Excerpts from a dataset
//! Proxy-style request: query string, path parameters, headers and a body that may arrive
//! as a JSON string or as an already-decoded object.

use crate::error::AppError;
use serde::{Deserialize, Serialize};
use serde_json::{Map, Value};
use std::collections::HashMap;

#[derive(Clone, Debug, Default, Deserialize, Serialize)]
#[serde(rename_all = "camelCase")]
pub struct ApiRequest {
    #[serde(default)]
    pub query_string_parameters: Option<HashMap<String, String>>,
    #[serde(default)]
    pub path_parameters: Option<HashMap<String, String>>,
    #[serde(default)]
    pub body: Option<Value>,
    #[serde(default)]
    pub headers: Option<HashMap<String, String>>,
}

static EMPTY: std::sync::OnceLock<HashMap<String, String>> = std::sync::OnceLock::new();

impl ApiRequest {
    pub fn query(&self) -> &HashMap<String, String> {
        self.query_string_parameters
            .as_ref()
            .unwrap_or_else(|| EMPTY.get_or_init(HashMap::new))
    }

    pub fn path_param(&self, name: &str) -> Option<&str> {
        self.path_parameters.as_ref()?.get(name).map(String::as_str)
    }

    /// Header lookup ignoring ASCII case.
    pub fn header(&self, name: &str) -> Option<&str> {
        self.headers
            .as_ref()?
            .iter()
            .find(|(k, _)| k.eq_ignore_ascii_case(name))
            .map(|(_, v)| v.as_str())
    }

    /// Body as a JSON object. A missing body is an empty object; a string body is parsed.
    pub fn body_object(&self) -> Result<Map<String, Value>, AppError> {
        let parsed;
        let value = match &self.body {
            None | Some(Value::Null) => return Ok(Map::new()),
            Some(Value::String(s)) if s.trim().is_empty() => return Ok(Map::new()),
            Some(Value::String(s)) => {
                parsed = serde_json::from_str::<Value>(s)
                    .map_err(|e| AppError::BadRequest(format!("invalid JSON body: {}", e)))?;
                &parsed
            }
            Some(v) => v,
        };
        match value {
            Value::Object(m) => Ok(m.clone()),
            _ => Err(AppError::BadRequest("body must be a JSON object".into())),
        }
    }

    pub fn with_query(mut self, params: HashMap<String, String>) -> Self {
        self.query_string_parameters = Some(params);
        self
    }

    pub fn with_path_param(mut self, name: &str, value: &str) -> Self {
        self.path_parameters
            .get_or_insert_with(HashMap::new)
            .insert(name.to_string(), value.to_string());
        self
    }

    pub fn with_headers(mut self, headers: HashMap<String, String>) -> Self {
        self.headers = Some(headers);
        self
    }

    pub fn with_body(mut self, body: Value) -> Self {
        self.body = Some(body);
        self
    }
}
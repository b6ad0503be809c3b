//! Column kinds and the scalar values rows are made of, with JSON coercion.

use chrono::{DateTime, NaiveDate, NaiveDateTime, NaiveTime, SecondsFormat, Utc};
use rust_decimal::prelude::ToPrimitive;
use rust_decimal::Decimal;
use serde_json::Value;
use std::str::FromStr;
use thiserror::Error;

/// Storage kind of a column, inferred from its SQL type name.
#[derive(Clone, Copy, Debug, PartialEq, Eq)]
pub enum ColumnKind {
    Int,
    Float,
    Decimal,
    Text,
    Bool,
    Timestamp,
    DateTime,
    Date,
    Time,
    Uuid,
    Binary,
    Json,
}

impl ColumnKind {
    /// Infer the kind from a PostgreSQL type name such as `varchar(128)` or `numeric(10,2)`.
    pub fn from_sql_type(ty: &str) -> Self {
        let lower = ty.trim().to_lowercase();
        let base = lower.split('(').next().unwrap_or("").trim();
        match base {
            "smallint" | "integer" | "int" | "int2" | "int4" | "int8" | "bigint" | "serial"
            | "bigserial" | "smallserial" => ColumnKind::Int,
            "real" | "float4" | "float8" | "double precision" | "float" => ColumnKind::Float,
            "numeric" | "decimal" | "money" => ColumnKind::Decimal,
            "boolean" | "bool" => ColumnKind::Bool,
            "timestamptz" | "timestamp with time zone" => ColumnKind::Timestamp,
            "timestamp" | "timestamp without time zone" => ColumnKind::DateTime,
            "date" => ColumnKind::Date,
            "time" | "time without time zone" => ColumnKind::Time,
            "uuid" => ColumnKind::Uuid,
            "bytea" => ColumnKind::Binary,
            "json" | "jsonb" => ColumnKind::Json,
            _ => ColumnKind::Text,
        }
    }

    pub fn is_temporal(self) -> bool {
        matches!(
            self,
            ColumnKind::Timestamp | ColumnKind::DateTime | ColumnKind::Date
        )
    }
}

#[derive(Error, Debug, PartialEq)]
pub enum ValueError {
    #[error("'{value}' is not a valid {kind:?}")]
    Parse { kind: ColumnKind, value: String },
    #[error("value is not representable as JSON")]
    Unrepresentable,
}

/// One cell of a row.
#[derive(Clone, Debug, PartialEq)]
pub enum Scalar {
    Null,
    Bool(bool),
    Int(i64),
    Float(f64),
    Decimal(Decimal),
    Text(String),
    Timestamp(DateTime<Utc>),
    DateTime(NaiveDateTime),
    Date(NaiveDate),
    Time(NaiveTime),
    Uuid(uuid::Uuid),
    Bytes(Vec<u8>),
    Json(Value),
}

impl Scalar {
    pub fn is_null(&self) -> bool {
        matches!(self, Scalar::Null)
    }

    /// Parse query-string or path text into a value of the given kind.
    pub fn parse(kind: ColumnKind, s: &str) -> Result<Scalar, ValueError> {
        let err = || ValueError::Parse {
            kind,
            value: s.to_string(),
        };
        Ok(match kind {
            ColumnKind::Int => Scalar::Int(s.trim().parse().map_err(|_| err())?),
            ColumnKind::Float => Scalar::Float(s.trim().parse().map_err(|_| err())?),
            ColumnKind::Decimal => Scalar::Decimal(Decimal::from_str(s.trim()).map_err(|_| err())?),
            ColumnKind::Text => Scalar::Text(s.to_string()),
            ColumnKind::Bool => match s.trim().to_lowercase().as_str() {
                "true" | "1" | "t" => Scalar::Bool(true),
                "false" | "0" | "f" => Scalar::Bool(false),
                _ => return Err(err()),
            },
            ColumnKind::Timestamp => {
                if let Ok(dt) = DateTime::parse_from_rfc3339(s.trim()) {
                    Scalar::Timestamp(dt.with_timezone(&Utc))
                } else {
                    Scalar::Timestamp(parse_naive_datetime(s).ok_or_else(err)?.and_utc())
                }
            }
            ColumnKind::DateTime => Scalar::DateTime(parse_naive_datetime(s).ok_or_else(err)?),
            ColumnKind::Date => {
                Scalar::Date(NaiveDate::parse_from_str(s.trim(), "%Y-%m-%d").map_err(|_| err())?)
            }
            ColumnKind::Time => {
                Scalar::Time(NaiveTime::parse_from_str(s.trim(), "%H:%M:%S%.f").map_err(|_| err())?)
            }
            ColumnKind::Uuid => Scalar::Uuid(uuid::Uuid::parse_str(s.trim()).map_err(|_| err())?),
            ColumnKind::Binary => Scalar::Bytes(s.as_bytes().to_vec()),
            ColumnKind::Json => {
                Scalar::Json(serde_json::from_str(s).unwrap_or_else(|_| Value::String(s.to_string())))
            }
        })
    }

    /// Convert a request-body value into a value of the given kind.
    pub fn from_json(kind: ColumnKind, v: &Value) -> Result<Scalar, ValueError> {
        match (kind, v) {
            (_, Value::Null) => Ok(Scalar::Null),
            (ColumnKind::Json, v) => Ok(Scalar::Json(v.clone())),
            (ColumnKind::Bool, Value::Bool(b)) => Ok(Scalar::Bool(*b)),
            (ColumnKind::Int, Value::Number(n)) => n.as_i64().map(Scalar::Int).ok_or(ValueError::Parse {
                kind,
                value: n.to_string(),
            }),
            (ColumnKind::Float, Value::Number(n)) => n.as_f64().map(Scalar::Float).ok_or(ValueError::Parse {
                kind,
                value: n.to_string(),
            }),
            (ColumnKind::Text, Value::Number(n)) => Ok(Scalar::Text(n.to_string())),
            (ColumnKind::Text, Value::Bool(b)) => Ok(Scalar::Text(b.to_string())),
            (_, Value::String(s)) => Scalar::parse(kind, s),
            (_, Value::Number(n)) => Scalar::parse(kind, &n.to_string()),
            (_, other) => Err(ValueError::Parse {
                kind,
                value: other.to_string(),
            }),
        }
    }

    /// JSON form used by the serializer.
    pub fn to_json(&self) -> Result<Value, ValueError> {
        Ok(match self {
            Scalar::Null => Value::Null,
            Scalar::Bool(b) => Value::Bool(*b),
            Scalar::Int(n) => Value::Number((*n).into()),
            Scalar::Float(f) => serde_json::Number::from_f64(*f)
                .map(Value::Number)
                .ok_or(ValueError::Unrepresentable)?,
            Scalar::Decimal(d) => decimal_to_json(d)?,
            Scalar::Text(s) => Value::String(s.clone()),
            Scalar::Timestamp(dt) => Value::String(dt.to_rfc3339_opts(SecondsFormat::AutoSi, false)),
            Scalar::DateTime(dt) => Value::String(dt.format("%Y-%m-%dT%H:%M:%S%.f").to_string()),
            Scalar::Date(d) => Value::String(d.format("%Y-%m-%d").to_string()),
            Scalar::Time(t) => Value::String(t.format("%H:%M:%S%.f").to_string()),
            Scalar::Uuid(u) => Value::String(u.to_string()),
            Scalar::Bytes(b) => Value::String(
                String::from_utf8(b.clone()).map_err(|_| ValueError::Unrepresentable)?,
            ),
            Scalar::Json(v) => v.clone(),
        })
    }

    /// Plain text form; `None` for null. Used for comparisons, keys and CSV cells.
    pub fn to_text(&self) -> Option<String> {
        Some(match self {
            Scalar::Null => return None,
            Scalar::Text(s) => s.clone(),
            Scalar::Bytes(b) => String::from_utf8_lossy(b).into_owned(),
            Scalar::Json(v) => v.to_string(),
            other => match other.to_json() {
                Ok(Value::String(s)) => s,
                Ok(v) => v.to_string(),
                Err(_) => return None,
            },
        })
    }
}

fn decimal_to_json(d: &Decimal) -> Result<Value, ValueError> {
    if d.fract().is_zero() {
        if let Some(i) = d.to_i64() {
            return Ok(Value::Number(i.into()));
        }
    }
    d.to_f64()
        .and_then(serde_json::Number::from_f64)
        .map(Value::Number)
        .ok_or(ValueError::Unrepresentable)
}

fn parse_naive_datetime(s: &str) -> Option<NaiveDateTime> {
    let s = s.trim();
    NaiveDateTime::parse_from_str(s, "%Y-%m-%dT%H:%M:%S%.f")
        .or_else(|_| NaiveDateTime::parse_from_str(s, "%Y-%m-%d %H:%M:%S%.f"))
        .ok()
        .or_else(|| {
            NaiveDate::parse_from_str(s, "%Y-%m-%d")
                .ok()
                .and_then(|d| d.and_hms_opt(0, 0, 0))
        })
}
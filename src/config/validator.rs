//! Config validation: referential integrity and allow-list consistency.

use crate::config::{EntityConfig, FullConfig, RelationshipKind};
use crate::error::ConfigError;
use crate::value::ColumnKind;
use std::collections::{HashMap, HashSet};

pub fn validate(config: &FullConfig) -> Result<(), ConfigError> {
    let mut path_segments = HashSet::new();
    for e in &config.entities {
        if !path_segments.insert(e.path.as_str()) {
            return Err(ConfigError::DuplicatePathSegment(e.path.clone()));
        }
    }

    let columns_by_path: HashMap<&str, HashSet<&str>> = config
        .entities
        .iter()
        .map(|e| (e.path.as_str(), e.columns.iter().map(|c| c.name.as_str()).collect()))
        .collect();

    for e in &config.entities {
        validate_entity(e, &columns_by_path)?;
    }
    Ok(())
}

fn validate_entity(
    e: &EntityConfig,
    columns_by_path: &HashMap<&str, HashSet<&str>>,
) -> Result<(), ConfigError> {
    let own = &columns_by_path[e.path.as_str()];
    let missing_column = |col: &str| ConfigError::MissingReference {
        kind: "column",
        id: format!("{}.{}", e.name, col),
    };

    if !own.contains(e.primary_key.as_str()) {
        return Err(ConfigError::InvalidPrimaryKey {
            entity: e.name.clone(),
            column: e.primary_key.clone(),
        });
    }

    let mut seen = HashSet::new();
    for c in &e.columns {
        if !seen.insert(c.name.as_str()) {
            return Err(ConfigError::Validation(format!(
                "{}: duplicate column {}",
                e.name, c.name
            )));
        }
    }

    let listed = e
        .filter_columns
        .iter()
        .chain(&e.search_columns)
        .chain(&e.display_members)
        .chain(e.property_map.keys())
        .chain(e.rules_for_store.keys())
        .chain(e.rules_for_update.keys());
    for col in listed {
        if !own.contains(col.as_str()) {
            return Err(missing_column(col));
        }
    }

    if let Some(sd) = &e.soft_delete_column {
        let col = e
            .columns
            .iter()
            .find(|c| &c.name == sd)
            .ok_or_else(|| missing_column(sd))?;
        if !ColumnKind::from_sql_type(&col.type_).is_temporal() {
            return Err(ConfigError::Validation(format!(
                "{}: soft delete column {} must be a date or timestamp",
                e.name, sd
            )));
        }
    }

    let mut rel_names = HashSet::new();
    for r in &e.relationships {
        if !rel_names.insert(r.name.as_str()) {
            return Err(ConfigError::Validation(format!(
                "{}: duplicate relationship {}",
                e.name, r.name
            )));
        }
        if own.contains(r.name.as_str()) {
            return Err(ConfigError::Validation(format!(
                "{}: relationship {} shadows a column",
                e.name, r.name
            )));
        }
        let related = columns_by_path
            .get(r.entity.as_str())
            .ok_or_else(|| ConfigError::MissingReference {
                kind: "entity",
                id: r.entity.clone(),
            })?;
        if !own.contains(r.local_column.as_str()) {
            return Err(missing_column(&r.local_column));
        }
        if !related.contains(r.remote_column.as_str()) {
            return Err(ConfigError::MissingReference {
                kind: "column",
                id: format!("{}.{}", r.entity, r.remote_column),
            });
        }
    }

    for x in &e.export_columns {
        match (&x.relation, &x.attr) {
            (Some(rel), Some(attr)) => {
                let r = e
                    .relationships
                    .iter()
                    .find(|r| &r.name == rel)
                    .ok_or_else(|| ConfigError::MissingReference {
                        kind: "relationship",
                        id: format!("{}.{}", e.name, rel),
                    })?;
                if r.kind != RelationshipKind::ToOne {
                    return Err(ConfigError::Validation(format!(
                        "{}: export column {} must read a to_one relationship",
                        e.name, x.alias
                    )));
                }
                if !columns_by_path[r.entity.as_str()].contains(attr.as_str()) {
                    return Err(ConfigError::MissingReference {
                        kind: "column",
                        id: format!("{}.{}", r.entity, attr),
                    });
                }
            }
            (None, None) => {
                let field = x.field.as_deref().unwrap_or(&x.alias);
                if !own.contains(field) {
                    return Err(missing_column(field));
                }
            }
            _ => {
                return Err(ConfigError::Validation(format!(
                    "{}: export column {} needs both relation and attr",
                    e.name, x.alias
                )))
            }
        }
    }

    Ok(())
}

## Task requirements:
Only the lines above from the line with "(ColumnKind::Text, Value::Number(n)) =>" to the line with "Err(_) => return", those two lines included, should be reproduced exactly.

## Exercise response:
            (ColumnKind::Text, Value::Number(n)) => Ok(Scalar::Text(n.to_string())),
            (ColumnKind::Text, Value::Bool(b)) => Ok(Scalar::Text(b.to_string())),
            (_, Value::String(s)) => Scalar::parse(kind, s),
            (_, Value::Number(n)) => Scalar::parse(kind, &n.to_string()),
            (_, other) => Err(ValueError::Parse {
                kind,
                value: other.to_string(),
            }),
        }
    }

    /// JSON form used by the serializer.
    pub fn to_json(&self) -> Result<Value, ValueError> {
        Ok(match self {
            Scalar::Null => Value::Null,
            Scalar::Bool(b) => Value::Bool(*b),
            Scalar::Int(n) => Value::Number((*n).into()),
            Scalar::Float(f) => serde_json::Number::from_f64(*f)
                .map(Value::Number)
                .ok_or(ValueError::Unrepresentable)?,
            Scalar::Decimal(d) => decimal_to_json(d)?,
            Scalar::Text(s) => Value::String(s.clone()),
            Scalar::Timestamp(dt) => Value::String(dt.to_rfc3339_opts(SecondsFormat::AutoSi, false)),
            Scalar::DateTime(dt) => Value::String(dt.format("%Y-%m-%dT%H:%M:%S%.f").to_string()),
            Scalar::Date(d) => Value::String(d.format("%Y-%m-%d").to_string()),
            Scalar::Time(t) => Value::String(t.format("%H:%M:%S%.f").to_string()),
            Scalar::Uuid(u) => Value::String(u.to_string()),
            Scalar::Bytes(b) => Value::String(
                String::from_utf8(b.clone()).map_err(|_| ValueError::Unrepresentable)?,
            ),
            Scalar::Json(v) => v.clone(),
        })
    }

    /// Plain text form; `None` for null. Used for comparisons, keys and CSV cells.
    pub fn to_text(&self) -> Option<String> {
        Some(match self {
            Scalar::Null => return None,
            Scalar::Text(s) => s.clone(),
            Scalar::Bytes(b) => String::from_utf8_lossy(b).into_owned(),
            Scalar::Json(v) => v.to_string(),
            other => match other.to_json() {
                Ok(Value::String(s)) => s,
                Ok(v) => v.to_string(),
                Err(_) => return None,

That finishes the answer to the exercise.